LE TOMBE A FILARI E’ facile notare che la tecnica costruttiva delle tombe a filari, pur mantenendo inalterata la pianta, ma con il corpo tombale di dimensioni ridotte rispetto alle altre sepolture, ha molte similitudini con quella dei nuraghi. Il corridoio della camera sepolcrale è realizzato sovrapponendo filari di grossi blocchi di pietra isodomi (= conci regolari) o poligonali (= conci non squadrati). Come nei nuraghi le pareti del corridoio sono aggettanti oppure la parte alta si completa con lastre litiche poste in orizzontale. Il prospetto subisce dei cambiamenti rispetto al tipo dolmenico: la stele scompare per essere sostituita da filari di pietre sovrapposte, conci levigati e perfettamente squadrati, messi in opera con un sottile gioco di incastri o in opera subquadrata, con filari di pietre ben dirozzate e con scaglie e zeppe nelle connessure. Nella costruzione delle tombe sono state progressivamente applicate le tecniche architettoniche impiegate nello sviluppo dei pozzi sacri e dei nuraghi. A questa tipologia appartengono due sottotipi: la tomba con portello centrale architravato e la tomba con portello ricavato in una lastra trapezoidale. San Cosimo, Gonnosfanadiga (CA) Iloi 2, Sedilo (CA)

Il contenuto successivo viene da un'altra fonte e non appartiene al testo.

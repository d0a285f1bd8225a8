//! catlearn core library.
//!
//! Hierarchical Normal-Inverse-Wishart model of perceptual category learning.
//! Validated data ([`data::ModelData`]) and a parameter draw
//! ([`params::ModelParams`]) go in; a scalar log density, per-cell
//! beliefs, per-trial category probabilities, and report matrices come out.

pub mod data;
pub mod density;
pub mod exit_codes;
pub mod hyper;
pub mod logging;
pub mod matrix;
pub mod params;
pub mod predictive;
pub mod report;
pub mod schema;
pub mod update;

pub use data::{DataError, ModelData, RawModelData, SufficientStatistics, TestTrial};
pub use density::{CategoryLearningModel, DensityBreakdown, DensityError, LogDensity, PriorTerms};
pub use hyper::Hyperparameters;
pub use params::{CorrCholesky, ModelParams, ParamError, ParameterLayout, ParamsFile};
pub use predictive::TrialProbabilities;
pub use report::{decompose, report_draw, CovarianceParts, DrawReport};
pub use update::{niw_update, Beliefs, NiwPrior, PosteriorState, PredictiveScale};
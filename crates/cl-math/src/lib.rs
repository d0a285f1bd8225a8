//! catlearn math utilities.

pub mod math;

pub use math::corr::*;
pub use math::lkj::lkj_corr_cholesky_lpdf;
pub use math::multinomial;
pub use math::mvn::{cholesky_lower, multi_normal_cholesky_lpdf};
pub use math::scalar::*;
pub use math::stable::*;
pub use math::student_t::multi_student_t_cholesky_lpdf;
pub use math::transform;
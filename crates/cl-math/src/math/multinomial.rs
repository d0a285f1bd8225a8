//! Multinomial likelihood for repeated categorical responses.
//!
//! For counts `z = (z_1..z_M)` with `n = Σ z_i` and probabilities `p`:
//!
//! ```text
//! log P(z | p) = log n! - Σ_i log z_i! + Σ_i z_i log p_i
//! ```
//!
//! Categories with `z_i = 0` contribute nothing, so a zero probability is
//! only fatal (-inf) for a category that was actually observed.

use super::stable::log_factorial;

/// Absolute slack allowed when checking that `probs` sums to one.
pub const SIMPLEX_TOLERANCE: f64 = 1e-9;

/// Log of the multinomial coefficient n! / Π z_i!.
pub fn log_multinomial_coefficient(counts: &[u64]) -> f64 {
    let total: u64 = counts.iter().sum();
    log_factorial(total) - counts.iter().map(|&c| log_factorial(c)).sum::<f64>()
}

/// Log probability mass of `counts` under Multinomial(Σ counts, probs).
///
/// Returns NaN when the lengths differ, the input is empty, or `probs` is not
/// a simplex within [`SIMPLEX_TOLERANCE`].
pub fn log_pmf(counts: &[u64], probs: &[f64]) -> f64 {
    log_pmf_with_tolerance(counts, probs, SIMPLEX_TOLERANCE)
}

/// [`log_pmf`] with a caller-chosen slack on the simplex sum.
pub fn log_pmf_with_tolerance(counts: &[u64], probs: &[f64], tol: f64) -> f64 {
    if counts.is_empty() || counts.len() != probs.len() {
        return f64::NAN;
    }
    if !is_simplex(probs, tol) {
        return f64::NAN;
    }

    let mut lp = log_multinomial_coefficient(counts);
    for (&z, &p) in counts.iter().zip(probs) {
        if z == 0 {
            continue;
        }
        if p == 0.0 {
            return f64::NEG_INFINITY;
        }
        lp += (z as f64) * p.ln();
    }
    lp
}

/// Log pmf under the uniform categorical distribution over `counts.len()` outcomes.
pub fn log_pmf_uniform(counts: &[u64]) -> f64 {
    if counts.is_empty() {
        return f64::NAN;
    }
    let total: u64 = counts.iter().sum();
    log_multinomial_coefficient(counts) - (total as f64) * (counts.len() as f64).ln()
}

/// True when every entry is finite and non-negative and the sum is within `tol` of one.
pub fn is_simplex(probs: &[f64], tol: f64) -> bool {
    if probs.is_empty() {
        return false;
    }
    if probs.iter().any(|p| !p.is_finite() || *p < 0.0) {
        return false;
    }
    let sum: f64 = probs.iter().sum();
    (sum - 1.0).abs() <= tol
}
#[cfg(test)]
mod tests {
    use super::*;

    fn raw_two_by_one() -> RawModelData {
        RawModelData {
            num_categories: 2,
            num_subjects: 1,
            dim: 1,
            counts: vec![vec![10], vec![0]],
            x_mean: vec![vec![vec![5.0]], vec![vec![0.0]]],
            x_ss: vec![vec![vec![vec![250.0]]], vec![vec![vec![0.0]]]],
            num_test: 2,
            x_test: vec![vec![4.5], vec![-1.0]],
            y_test: vec![1, 1],
            z_test_counts: vec![vec![3, 1], vec![0, 4]],
            tau_scale: 0.0,
            l_omega_scale: 0.0,
        }
    }

    #[test]
    fn valid_data_loads() {
        let data = ModelData::from_raw(&raw_two_by_one(), &Settings::default()).unwrap();
        assert_eq!(data.num_categories(), 2);
        assert_eq!(data.num_subjects(), 1);
        assert_eq!(data.dim(), 1);
        assert_eq!(data.stats(0, 0).count, 10);
        assert_eq!(data.stats(1, 0), &SufficientStatistics::empty(1));
        assert_eq!(data.trials()[1].subject, 0);
        assert_eq!(data.max_count(), 10);
        assert_eq!(data.hyper().sigma_kappanu, 40.0);
        assert_eq!(data.hyper().tau_scale, 10.0);
        assert_eq!(data.hyper().l_omega_scale, 1.0);
    }

    #[test]
    fn json_field_names_follow_model() {
        let json = serde_json::to_value(raw_two_by_one()).unwrap();
        for key in ["M", "L", "K", "N", "N_test", "y_test", "L_omega_scale"] {
            assert!(json.get(key).is_some(), "missing {}", key);
        }
        let text = json.to_string();
        let data = ModelData::from_json_str(&text, &Settings::default()).unwrap();
        assert_eq!(data.trials().len(), 2);
    }

    #[test]
    fn subject_index_is_one_based() {
        let mut raw = raw_two_by_one();
        raw.y_test[0] = 0;
        let err = ModelData::from_raw(&raw, &Settings::default()).unwrap_err();
        assert!(matches!(err, DataError::OutOfRange { index: 0, bound: 1, .. }));

        raw.y_test[0] = 2;
        let err = ModelData::from_raw(&raw, &Settings::default()).unwrap_err();
        assert!(matches!(err, DataError::OutOfRange { index: 2, .. }));
    }

    #[test]
    fn shape_mismatches_are_reported() {
        let mut raw = raw_two_by_one();
        raw.z_test_counts[1] = vec![1, 2, 3];
        let err = ModelData::from_raw(&raw, &Settings::default()).unwrap_err();
        match err {
            DataError::Shape { field, .. } => assert_eq!(field, "z_test_counts[2]"),
            other => panic!("unexpected: {other}"),
        }

        let mut raw = raw_two_by_one();
        raw.num_test = 3;
        assert!(matches!(
            ModelData::from_raw(&raw, &Settings::default()),
            Err(DataError::Shape { .. })
        ));

        let mut raw = raw_two_by_one();
        raw.x_mean[1][0] = vec![0.0, 0.0];
        assert!(matches!(
            ModelData::from_raw(&raw, &Settings::default()),
            Err(DataError::Shape { .. })
        ));
    }

    #[test]
    fn simplex_tolerance_follows_settings() {
        let data = ModelData::from_raw(&raw_two_by_one(), &Settings::default()).unwrap();
        assert_eq!(data.simplex_tolerance(), 1e-9);

        let mut settings = Settings::default();
        settings.tolerances.simplex = 1e-6;
        let data = ModelData::from_raw(&raw_two_by_one(), &settings).unwrap();
        assert_eq!(data.simplex_tolerance(), 1e-6);
    }

    #[test]
    fn empty_cell_scatter_must_be_square() {
        let mut raw = raw_two_by_one();
        raw.dim = 2;
        raw.counts = vec![vec![3], vec![0]];
        raw.x_mean = vec![vec![vec![1.0, 0.0]], vec![vec![0.0, 0.0]]];
        raw.x_ss = vec![
            vec![vec![vec![4.0, 0.0], vec![0.0, 1.0]]],
            vec![vec![vec![0.0], vec![0.0, 0.0, 0.0, 0.0]]],
        ];
        raw.x_test = vec![vec![0.5, 0.0], vec![-1.0, 0.0]];
        let err = ModelData::from_raw(&raw, &Settings::default()).unwrap_err();
        match err {
            DataError::Shape { field, .. } => assert_eq!(field, "x_ss[2,1][1]"),
            other => panic!("unexpected: {other}"),
        }

        // Empty cells are not checked for finiteness, only shape.
        raw.x_ss[1][0] = vec![vec![f64::NAN, 0.0], vec![0.0, 0.0]];
        assert!(ModelData::from_raw(&raw, &Settings::default()).is_ok());
    }

    #[test]
    fn negative_counts_rejected() {
        let mut raw = raw_two_by_one();
        raw.counts[1][0] = -1;
        assert!(matches!(
            ModelData::from_raw(&raw, &Settings::default()),
            Err(DataError::Invalid { .. })
        ));

        let mut raw = raw_two_by_one();
        raw.z_test_counts[0][0] = -2;
        assert!(matches!(
            ModelData::from_raw(&raw, &Settings::default()),
            Err(DataError::Invalid { .. })
        ));
    }

    #[test]
    fn inconsistent_scatter_rejected() {
        // N * mean² = 250 > x_ss, so the centered scatter is negative.
        let mut raw = raw_two_by_one();
        raw.x_ss[0][0] = vec![vec![200.0]];
        let err = ModelData::from_raw(&raw, &Settings::default()).unwrap_err();
        assert!(matches!(err, DataError::Invalid { .. }));
    }

    #[test]
    fn asymmetric_scatter_rejected() {
        let raw = RawModelData {
            num_categories: 1,
            num_subjects: 1,
            dim: 2,
            counts: vec![vec![4]],
            x_mean: vec![vec![vec![0.0, 0.0]]],
            x_ss: vec![vec![vec![vec![2.0, 0.5], vec![0.4, 2.0]]]],
            num_test: 0,
            x_test: vec![],
            y_test: vec![],
            z_test_counts: vec![],
            tau_scale: 1.0,
            l_omega_scale: 1.0,
        };
        let err = ModelData::from_raw(&raw, &Settings::default()).unwrap_err();
        assert!(err.to_string().contains("symmetric"));
    }

    #[test]
    fn non_finite_and_negative_scales_rejected() {
        let mut raw = raw_two_by_one();
        raw.x_test[0][0] = f64::NAN;
        assert!(ModelData::from_raw(&raw, &Settings::default()).is_err());

        let mut raw = raw_two_by_one();
        raw.tau_scale = -1.0;
        assert!(ModelData::from_raw(&raw, &Settings::default()).is_err());
    }

    #[test]
    fn zero_dimension_rejected() {
        let mut raw = raw_two_by_one();
        raw.dim = 0;
        let err = ModelData::from_raw(&raw, &Settings::default()).unwrap_err();
        assert!(matches!(err, DataError::Invalid { ref field, .. } if field == "K"));
    }

    #[test]
    fn data_errors_map_to_codes() {
        let err: cl_common::Error = DataError::OutOfRange {
            field: "y_test[1]".into(),
            index: 9,
            bound: 2,
        }
        .into();
        assert_eq!(err.code(), 22);
        let err: cl_common::Error = serde_json::from_str::<RawModelData>("{")
            .map_err(DataError::from)
            .unwrap_err()
            .into();
        assert_eq!(err.category(), cl_common::ErrorCategory::Data);
    }
}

LE TOMBE A PROSPETTO ARCHITETTONICO Lo studio delle tombe dei giganti interamente scolpite nella roccia è abbastanza recente. L’area di diffusione delle tombe, che imitano le sepolture megalitiche dell’età nuragica, sono circa 90. L’area di diffusione è circoscritta alla Sardegna Nord-Occidentale, in particolare nel Sassarese e nel Logudoro settentrionale. Tale limitazione geografica coincide, con una buona approssimazione, con la formazione dei sedimenti miocenici del Sassarese, quei tavolati calcarei nei quali, due millenni prima, si era sviluppato l’ipogeismo funerario. L’origine delle tombe ipogeiche a prospetto architettonico deve quindi essere ricercata, da un lato, nella tradizione ipogeica eneolitica, dall’altro nelle limitazioni oggettive determinate dal particolare tipo di roccia, assai tenera e lavorabile e la presenza di ampie pareti verticali adatte alla realizzazione dei prospetti architettonici. Si possono distinguere due tipi principali: le domus de janas riutilizzate e gli ipogei scavati exnovo nell’Età del Bronzo. Questo secondo tipo è il più diffuso. Fra le domus de janas riutilizzate vi sono quelle la cui planimetria è rimasta sostanzialmente immutata e quelle che hanno subito trasformazioni in fase di riuso. Molafà, Sassari Domus de janas riutilizzata Sas puntas, Tissi (SS) Ipogeo nuragico
LA CRONOLOGIA Alla fase del Primo Bronzo (1800 -1500 a. C. ) vengono riferite le tombe dei giganti di struttura ortostatica (= in posizione eretta), dolmenica con la camera funeraria a sezione trilitica (= a tre pietre) e rettangolare (come i dolmen dai quali derivano), la stele arcuata, monolitica o bilitica, generalmente scorniciata (centinata), dal. taglio perfetto e la muratura perimetrale edificata con pietre di grandi dimensioni disposte a coltello, che decrescono in altezza verso le estremità delle ali, rinforzate alla base da altre pietre disposte di piatto con funzione di bancone-sedile. Al Bronzo Medio (1500 -1200 a. C. ), quando mutano le condizioni sociali ed economiche, vengono riferite le sepolture senza stele, con l’apertura al centro dei filari in opera isodoma o poligonale. La maggior parte degli studiosi concorda sulla tesi che le tombe dolmeniche siano più arcaiche di quelle a filari, ma qualcuno ha avanzato l’ipotesi che le due tipologie di tombe si siano iniziate ad edificare contemporaneamente. La scelta dell’una o dell’altra tipologia potrebbe essere stata fatta di volta in volta, in funzione di un ragionamento puramente stilistico. Quindi le due costruzioni potrebbero essere state realizzate a partire dallo stesso periodo storico. Altro discorso va fatto per le tombe a prospetto architettonico, coeve alle tombe a stele, di cui ne imitano il prospetto con la stele e spesso anche il bancone-sedile nell’intero arco dell’esedra. Imbertighe, Borore (NU) (a filari con stele) Madau Gremanu, Fonni (NU) (a tecnica isodoma) Is concias, Quartucciu (CA) (a facciata megalitica poligonale) Sa figu, Ittiri (SS) (a prospetto architettonico)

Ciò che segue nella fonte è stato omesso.